Chips Cut Cost of Systems

By Jeffrey Burt  |  Posted 2003-09-15 Print this article Print

Intel rolls out new versions of its Itanium 2 processor.

Major OEMs Dell Inc., IBM and Hewlett-Packard Co. have each rolled out new or enhanced systems that use new energy-efficient, low-cost versions of Intel Corp.s 64-bit Itanium 2 chip.

Intel last week launched its much-anticipated "Deerfield" processor, known as Low Voltage Itanium 2, which is aimed at dual-processor systems such as blade servers and workstations. The Santa Clara, Calif., chip company also released a second chip, known internally as the DP- optimized Itanium 2; it is optimized for dual-processor systems used for high- performance technical computing and entry-level, front-end systems, such as proxy servers and network edge systems.

The Deerfield will run at 1GHz with 1.5MB of Level 3 cache, offering the same performance as the previous Itanium chip, known as McKinley, but consuming half the power, Intel said.
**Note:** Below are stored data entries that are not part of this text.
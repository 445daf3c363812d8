// src/cache/store.rs

//! Shared query store.

use std::collections::HashMap;
use std::future::Future;
use std::sync::{Arc, Mutex, MutexGuard, PoisonError, Weak};
use std::time::Duration;

use chrono::Utc;
use futures::future::{BoxFuture, FutureExt, Shared};
use tokio::sync::watch;
use tokio::time::Instant;

use super::{CacheEntry, CachePolicy, KeyFilter, Payload, QueryKey, QueryOptions, QueryStatus};
use crate::error::TransportError;

type FetchResult = Result<Payload, TransportError>;
type Fetcher = Arc<dyn Fn() -> BoxFuture<'static, FetchResult> + Send + Sync>;

/// The most recently started fetch for a key.
struct InFlight {
    issue: u64,
    done: Shared<BoxFuture<'static, ()>>,
    /// Issued before an invalidation; the next read starts a newer fetch
    superseded: bool,
}

struct Slot {
    tx: watch::Sender<Arc<CacheEntry>>,
    /// Number of the most recently issued fetch
    issued: u64,
    /// Number of the fetch whose result is currently published
    applied: u64,
    /// Fetches numbered up to here were issued before the last invalidation
    invalidated_through: u64,
    fresh_until: Option<Instant>,
    in_flight: Option<InFlight>,
}

impl Slot {
    fn new(key: QueryKey, stale_after: Duration) -> Self {
        let (tx, _) = watch::channel(Arc::new(CacheEntry::idle(key, stale_after)));
        Self {
            tx,
            issued: 0,
            applied: 0,
            invalidated_through: 0,
            fresh_until: None,
            in_flight: None,
        }
    }

    fn snapshot(&self) -> Arc<CacheEntry> {
        self.tx.borrow().clone()
    }

    /// Replace the published entry with an edited copy.
    fn publish(&self, edit: impl FnOnce(&mut CacheEntry)) {
        let mut next = CacheEntry::clone(&self.tx.borrow());
        edit(&mut next);
        self.tx.send_replace(Arc::new(next));
    }

    fn is_stale(&self, now: Instant) -> bool {
        self.fresh_until.is_none_or(|until| now >= until)
    }

    fn needs_fetch(&self, now: Instant) -> bool {
        self.in_flight.as_ref().is_none_or(|f| f.superseded) && self.is_stale(now)
    }
}

struct Inner {
    slots: Mutex<HashMap<QueryKey, Slot>>,
    policy: CachePolicy,
}

/// Process-wide store of asynchronous read results.
///
/// Cloning is cheap and every clone addresses the same entries. Fetches run
/// on spawned tokio tasks, so methods that may start one must be called from
/// within a runtime.
#[derive(Clone)]
pub struct QueryCache {
    inner: Arc<Inner>,
}

impl QueryCache {
    pub fn new(policy: CachePolicy) -> Self {
        Self {
            inner: Arc::new(Inner {
                slots: Mutex::new(HashMap::new()),
                policy,
            }),
        }
    }

    /// Snapshot of `key`, starting a background fetch when the entry is
    /// missing, stale or invalidated and nothing is in flight for it.
    ///
    /// A stale entry keeps its previous data while it reloads.
    pub fn get<T, F, Fut>(&self, key: &QueryKey, fetcher: F, options: QueryOptions) -> Arc<CacheEntry>
    where
        T: Send + Sync + 'static,
        F: Fn() -> Fut + Send + Sync + 'static,
        Fut: Future<Output = Result<T, TransportError>> + Send + 'static,
    {
        let stale_time = options.stale_time.unwrap_or(self.inner.policy.stale_time);
        let mut slots = self.lock();
        let slot = slots
            .entry(key.clone())
            .or_insert_with(|| Slot::new(key.clone(), stale_time));

        if slot.needs_fetch(Instant::now()) {
            self.start_fetch(key, slot, erase(fetcher), options);
        } else {
            log::debug!("Cache hit for {}", key);
        }
        slot.snapshot()
    }

    /// Like [`get`](Self::get), then wait until the key settles.
    ///
    /// Concurrent callers for the same key share one underlying request.
    pub async fn fetch<T, F, Fut>(
        &self,
        key: &QueryKey,
        fetcher: F,
        options: QueryOptions,
    ) -> Arc<CacheEntry>
    where
        T: Send + Sync + 'static,
        F: Fn() -> Fut + Send + Sync + 'static,
        Fut: Future<Output = Result<T, TransportError>> + Send + 'static,
    {
        let snapshot = self.get(key, fetcher, options);
        self.resolve(key).await.unwrap_or(snapshot)
    }

    /// Start a new fetch for `key` even if one is in flight or the entry is
    /// fresh. The older fetch is superseded: its result is dropped if it
    /// lands after this one.
    pub fn refetch<T, F, Fut>(
        &self,
        key: &QueryKey,
        fetcher: F,
        options: QueryOptions,
    ) -> Arc<CacheEntry>
    where
        T: Send + Sync + 'static,
        F: Fn() -> Fut + Send + Sync + 'static,
        Fut: Future<Output = Result<T, TransportError>> + Send + 'static,
    {
        let stale_time = options.stale_time.unwrap_or(self.inner.policy.stale_time);
        let mut slots = self.lock();
        let slot = slots
            .entry(key.clone())
            .or_insert_with(|| Slot::new(key.clone(), stale_time));
        self.start_fetch(key, slot, erase(fetcher), options);
        slot.snapshot()
    }

    /// Wait for the fetch in flight for `key`, if any, and return the settled
    /// snapshot. Returns `None` for unknown keys.
    pub async fn resolve(&self, key: &QueryKey) -> Option<Arc<CacheEntry>> {
        loop {
            let pending = {
                let slots = self.lock();
                let slot = slots.get(key)?;
                match &slot.in_flight {
                    Some(in_flight) => in_flight.done.clone(),
                    None => return Some(slot.snapshot()),
                }
            };
            pending.await;
        }
    }

    /// Current snapshot without side effects.
    pub fn peek(&self, key: &QueryKey) -> Option<Arc<CacheEntry>> {
        self.lock().get(key).map(Slot::snapshot)
    }

    /// Observe every update of `key`. Dropping the receiver detaches the
    /// observer without touching the cache.
    pub fn subscribe(&self, key: &QueryKey) -> watch::Receiver<Arc<CacheEntry>> {
        let stale_time = self.inner.policy.stale_time;
        self.lock()
            .entry(key.clone())
            .or_insert_with(|| Slot::new(key.clone(), stale_time))
            .tx
            .subscribe()
    }

    /// Whether the next read of `key` would refetch. `None` for unknown keys.
    pub fn is_stale(&self, key: &QueryKey) -> Option<bool> {
        let now = Instant::now();
        self.lock().get(key).map(|slot| slot.is_stale(now))
    }

    /// Mark every matching entry stale. A fetch in flight for a matching key
    /// is superseded: the next read issues a new one, while `resolve` keeps
    /// waiting on whichever fetch is latest.
    ///
    /// Returns the number of entries invalidated.
    pub fn invalidate(&self, filter: &KeyFilter) -> usize {
        let mut slots = self.lock();
        let mut count = 0;
        for (_, slot) in slots.iter_mut().filter(|(key, _)| filter.matches(key)) {
            slot.fresh_until = None;
            slot.invalidated_through = slot.issued;
            if let Some(in_flight) = slot.in_flight.as_mut() {
                in_flight.superseded = true;
            }
            count += 1;
        }
        log::debug!("Invalidated {} entries matching {}", count, filter);
        count
    }

    /// Drop every entry. Fetches still running are discarded on completion.
    pub fn clear(&self) {
        self.lock().clear();
    }

    pub fn len(&self) -> usize {
        self.lock().len()
    }

    pub fn is_empty(&self) -> bool {
        self.lock().is_empty()
    }

    fn lock(&self) -> MutexGuard<'_, HashMap<QueryKey, Slot>> {
        self.inner
            .slots
            .lock()
            .unwrap_or_else(PoisonError::into_inner)
    }

    fn start_fetch(&self, key: &QueryKey, slot: &mut Slot, fetcher: Fetcher, options: QueryOptions) {
        let policy = self.inner.policy;
        let stale_time = options.stale_time.unwrap_or(policy.stale_time);
        let max_retries = options.max_retries.unwrap_or(policy.max_retries);

        slot.issued += 1;
        let issue = slot.issued;
        slot.publish(|entry| {
            entry.status = QueryStatus::Loading;
            entry.stale_after = stale_time;
        });
        log::debug!("Fetching {} (#{})", key, issue);

        let cache: Weak<Inner> = Arc::downgrade(&self.inner);
        let key = key.clone();
        let task = tokio::spawn(async move {
            let result = fetch_with_retries(&key, &fetcher, max_retries, policy.retry_delay).await;
            if let Some(inner) = cache.upgrade() {
                QueryCache { inner }.complete(&key, issue, stale_time, result);
            }
        });

        let done = async move {
            if let Err(e) = task.await {
                log::error!("Fetch task failed: {}", e);
            }
        }
        .boxed()
        .shared();
        slot.in_flight = Some(InFlight {
            issue,
            done,
            superseded: false,
        });
    }

    /// Apply the result of fetch number `issue` unless a later-issued fetch
    /// has already been applied.
    fn complete(&self, key: &QueryKey, issue: u64, stale_time: Duration, result: FetchResult) {
        let mut slots = self.lock();
        let Some(slot) = slots.get_mut(key) else {
            return;
        };

        if slot.in_flight.as_ref().is_some_and(|f| f.issue == issue) {
            slot.in_flight = None;
        }
        if issue <= slot.applied {
            log::debug!("Dropping superseded result #{} for {}", issue, key);
            return;
        }
        slot.applied = issue;

        let newer_pending = slot.in_flight.is_some();
        match result {
            Ok(payload) => {
                if issue > slot.invalidated_through {
                    slot.fresh_until = Some(Instant::now() + stale_time);
                }
                slot.publish(|entry| {
                    entry.status = if newer_pending {
                        QueryStatus::Loading
                    } else {
                        QueryStatus::Success
                    };
                    entry.set_data(payload);
                    entry.error = None;
                    entry.fetched_at = Some(Utc::now());
                    entry.stale_after = stale_time;
                });
            }
            Err(error) => {
                slot.fresh_until = None;
                slot.publish(|entry| {
                    entry.status = if newer_pending {
                        QueryStatus::Loading
                    } else {
                        QueryStatus::Error
                    };
                    entry.error = Some(error);
                });
            }
        }
    }
}

impl Default for QueryCache {
    fn default() -> Self {
        Self::new(CachePolicy::default())
    }
}

fn erase<T, F, Fut>(fetcher: F) -> Fetcher
where
    T: Send + Sync + 'static,
    F: Fn() -> Fut + Send + Sync + 'static,
    Fut: Future<Output = Result<T, TransportError>> + Send + 'static,
{
    Arc::new(move || {
        let fut = fetcher();
        async move { fut.await.map(|value| Arc::new(value) as Payload) }.boxed()
    })
}

async fn fetch_with_retries(
    key: &QueryKey,
    fetcher: &Fetcher,
    max_retries: u32,
    retry_delay: Duration,
) -> FetchResult {
    let mut attempt = 0;
    loop {
        match fetcher().await {
            Ok(payload) => return Ok(payload),
            Err(error) if attempt < max_retries => {
                attempt += 1;
                log::warn!(
                    "Fetch for {} failed: {}. Retry {}/{}",
                    key,
                    error,
                    attempt,
                    max_retries
                );
                tokio::time::sleep(retry_delay).await;
            }
            Err(error) => {
                log::error!("Fetch for {} failed: {}", key, error);
                return Err(error);
            }
        }
    }
}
It will also be significantly cheaper than Intels Itanium 2 6M "Madison" chip.

The DP-optimized chip will run at 1.4GHz but offer 1.5MB of L3 cache, compared with Madisons 6MB.

Dell, of Round Rock, Texas, last week said it will offer the Itanium 2 chips in new configurations of its two-way PowerEdge 3250 server designed for high-performance computing clusters. The new configurations of the 2U (3.5-inch) systems will be available later this quarter starting at $4,999 for a PowerEdge 3250.

Separately, IBM last week released new configurations of its two-way, 2U eServer x382 systems, according to officials with the Armonk, N.Y., company. The version with the Deerfield chip will be priced starting at $8,800, with the one powered by the 1.4GHz processor starting at $9,999.

For its part, HP, of Palo Alto, Calif., at the same time rolled out an enhanced single-processor zx2000 workstation powered by the Deerfield chip. Deerfield will give the workstation a 10 percent boost in power and enable HP to reduce the cost of the system, officials said, although they declined to say by how much.

The National Center for Supercomputing Applications, which is deploying almost 670 of IBMs x382 servers powered by Madison chips, later this year will bring in x382s equipped with Deerfield chips for jobs outside of the centers TeraGrid project, said Rob Pennington, senior associate director for computing and data management at the center, at the University of Illinois, Urbana-Champaign.

"The Deerfields are interesting for low-power systems," Pennington said. "We have many applications where the computing power is not as necessary as with what were doing [with TeraGrid]," such as data management.